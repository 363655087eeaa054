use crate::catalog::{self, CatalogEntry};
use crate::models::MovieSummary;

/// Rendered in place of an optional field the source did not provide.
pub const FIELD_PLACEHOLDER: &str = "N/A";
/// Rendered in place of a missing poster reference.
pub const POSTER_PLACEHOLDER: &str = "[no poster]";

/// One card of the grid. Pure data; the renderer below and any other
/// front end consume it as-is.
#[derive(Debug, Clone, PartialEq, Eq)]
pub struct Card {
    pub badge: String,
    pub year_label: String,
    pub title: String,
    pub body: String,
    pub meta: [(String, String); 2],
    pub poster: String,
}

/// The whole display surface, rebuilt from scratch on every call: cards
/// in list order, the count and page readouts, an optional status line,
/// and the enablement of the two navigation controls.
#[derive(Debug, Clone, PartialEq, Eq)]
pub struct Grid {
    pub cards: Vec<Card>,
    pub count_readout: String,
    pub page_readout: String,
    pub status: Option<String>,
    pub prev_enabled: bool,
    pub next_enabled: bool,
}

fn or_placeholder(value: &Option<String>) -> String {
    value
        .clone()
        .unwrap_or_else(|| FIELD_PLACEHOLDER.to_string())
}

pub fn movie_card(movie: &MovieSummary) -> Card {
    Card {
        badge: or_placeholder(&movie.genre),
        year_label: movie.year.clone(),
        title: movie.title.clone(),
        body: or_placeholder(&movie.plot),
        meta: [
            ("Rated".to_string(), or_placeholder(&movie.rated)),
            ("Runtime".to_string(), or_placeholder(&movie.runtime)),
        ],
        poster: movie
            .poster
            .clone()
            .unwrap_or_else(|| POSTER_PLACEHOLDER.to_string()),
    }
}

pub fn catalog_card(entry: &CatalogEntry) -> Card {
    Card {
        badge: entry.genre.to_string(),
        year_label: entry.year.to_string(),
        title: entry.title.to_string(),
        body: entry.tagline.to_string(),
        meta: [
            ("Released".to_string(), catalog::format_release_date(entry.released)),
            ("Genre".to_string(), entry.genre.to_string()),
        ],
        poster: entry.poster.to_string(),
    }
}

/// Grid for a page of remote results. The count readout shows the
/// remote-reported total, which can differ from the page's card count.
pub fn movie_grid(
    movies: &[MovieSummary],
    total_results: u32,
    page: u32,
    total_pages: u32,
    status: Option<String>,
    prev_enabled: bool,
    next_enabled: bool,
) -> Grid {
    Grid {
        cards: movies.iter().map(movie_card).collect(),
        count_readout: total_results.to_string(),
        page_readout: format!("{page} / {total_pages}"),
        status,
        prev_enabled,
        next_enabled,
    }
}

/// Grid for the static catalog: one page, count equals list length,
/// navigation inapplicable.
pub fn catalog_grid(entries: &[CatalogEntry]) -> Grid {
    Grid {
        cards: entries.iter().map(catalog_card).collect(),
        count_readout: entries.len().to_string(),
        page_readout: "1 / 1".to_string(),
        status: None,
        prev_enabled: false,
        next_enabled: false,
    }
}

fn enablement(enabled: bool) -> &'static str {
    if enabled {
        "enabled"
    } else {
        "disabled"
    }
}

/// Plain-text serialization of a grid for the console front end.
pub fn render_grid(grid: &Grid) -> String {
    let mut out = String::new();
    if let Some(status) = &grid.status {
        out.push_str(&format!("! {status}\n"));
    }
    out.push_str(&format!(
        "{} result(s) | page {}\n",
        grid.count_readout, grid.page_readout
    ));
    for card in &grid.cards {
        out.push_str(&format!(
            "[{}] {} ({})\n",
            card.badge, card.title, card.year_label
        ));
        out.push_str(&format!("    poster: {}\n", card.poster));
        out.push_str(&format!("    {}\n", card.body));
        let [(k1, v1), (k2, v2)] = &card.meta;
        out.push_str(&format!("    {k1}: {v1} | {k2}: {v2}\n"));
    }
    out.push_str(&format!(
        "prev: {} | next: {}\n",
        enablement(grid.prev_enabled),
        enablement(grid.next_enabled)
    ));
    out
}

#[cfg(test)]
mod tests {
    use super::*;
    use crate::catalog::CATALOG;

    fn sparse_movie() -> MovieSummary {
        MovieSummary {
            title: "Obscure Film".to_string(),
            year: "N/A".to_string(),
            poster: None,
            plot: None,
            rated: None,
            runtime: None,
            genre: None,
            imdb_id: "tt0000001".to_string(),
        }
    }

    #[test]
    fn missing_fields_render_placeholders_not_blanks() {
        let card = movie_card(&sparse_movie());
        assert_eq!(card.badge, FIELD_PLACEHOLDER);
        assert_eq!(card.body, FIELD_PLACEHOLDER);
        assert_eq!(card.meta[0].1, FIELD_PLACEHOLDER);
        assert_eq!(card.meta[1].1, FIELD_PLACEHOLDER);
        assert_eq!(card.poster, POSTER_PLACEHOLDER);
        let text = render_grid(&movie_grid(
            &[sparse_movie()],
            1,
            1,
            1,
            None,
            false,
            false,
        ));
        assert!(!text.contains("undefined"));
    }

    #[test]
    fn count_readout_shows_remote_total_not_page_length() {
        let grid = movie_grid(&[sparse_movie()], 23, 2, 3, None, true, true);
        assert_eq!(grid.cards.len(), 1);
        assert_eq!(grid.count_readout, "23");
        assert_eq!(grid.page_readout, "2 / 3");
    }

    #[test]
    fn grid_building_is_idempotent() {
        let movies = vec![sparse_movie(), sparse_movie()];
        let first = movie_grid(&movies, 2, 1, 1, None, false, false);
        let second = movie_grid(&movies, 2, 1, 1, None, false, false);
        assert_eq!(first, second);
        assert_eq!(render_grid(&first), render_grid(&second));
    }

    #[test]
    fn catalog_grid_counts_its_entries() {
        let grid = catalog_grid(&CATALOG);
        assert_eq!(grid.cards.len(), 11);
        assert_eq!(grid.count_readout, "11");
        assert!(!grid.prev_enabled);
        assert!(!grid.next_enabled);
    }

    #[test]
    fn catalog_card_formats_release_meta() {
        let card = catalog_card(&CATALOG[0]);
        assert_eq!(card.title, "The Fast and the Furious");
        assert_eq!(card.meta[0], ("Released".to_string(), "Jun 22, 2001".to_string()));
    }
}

Problem details:
Lines from the entries that contain the string "list" must be found and copied.

The completed task:
/// in list order, the count and page readouts, an optional status line,
/// Grid for the static catalog: one page, count equals list length,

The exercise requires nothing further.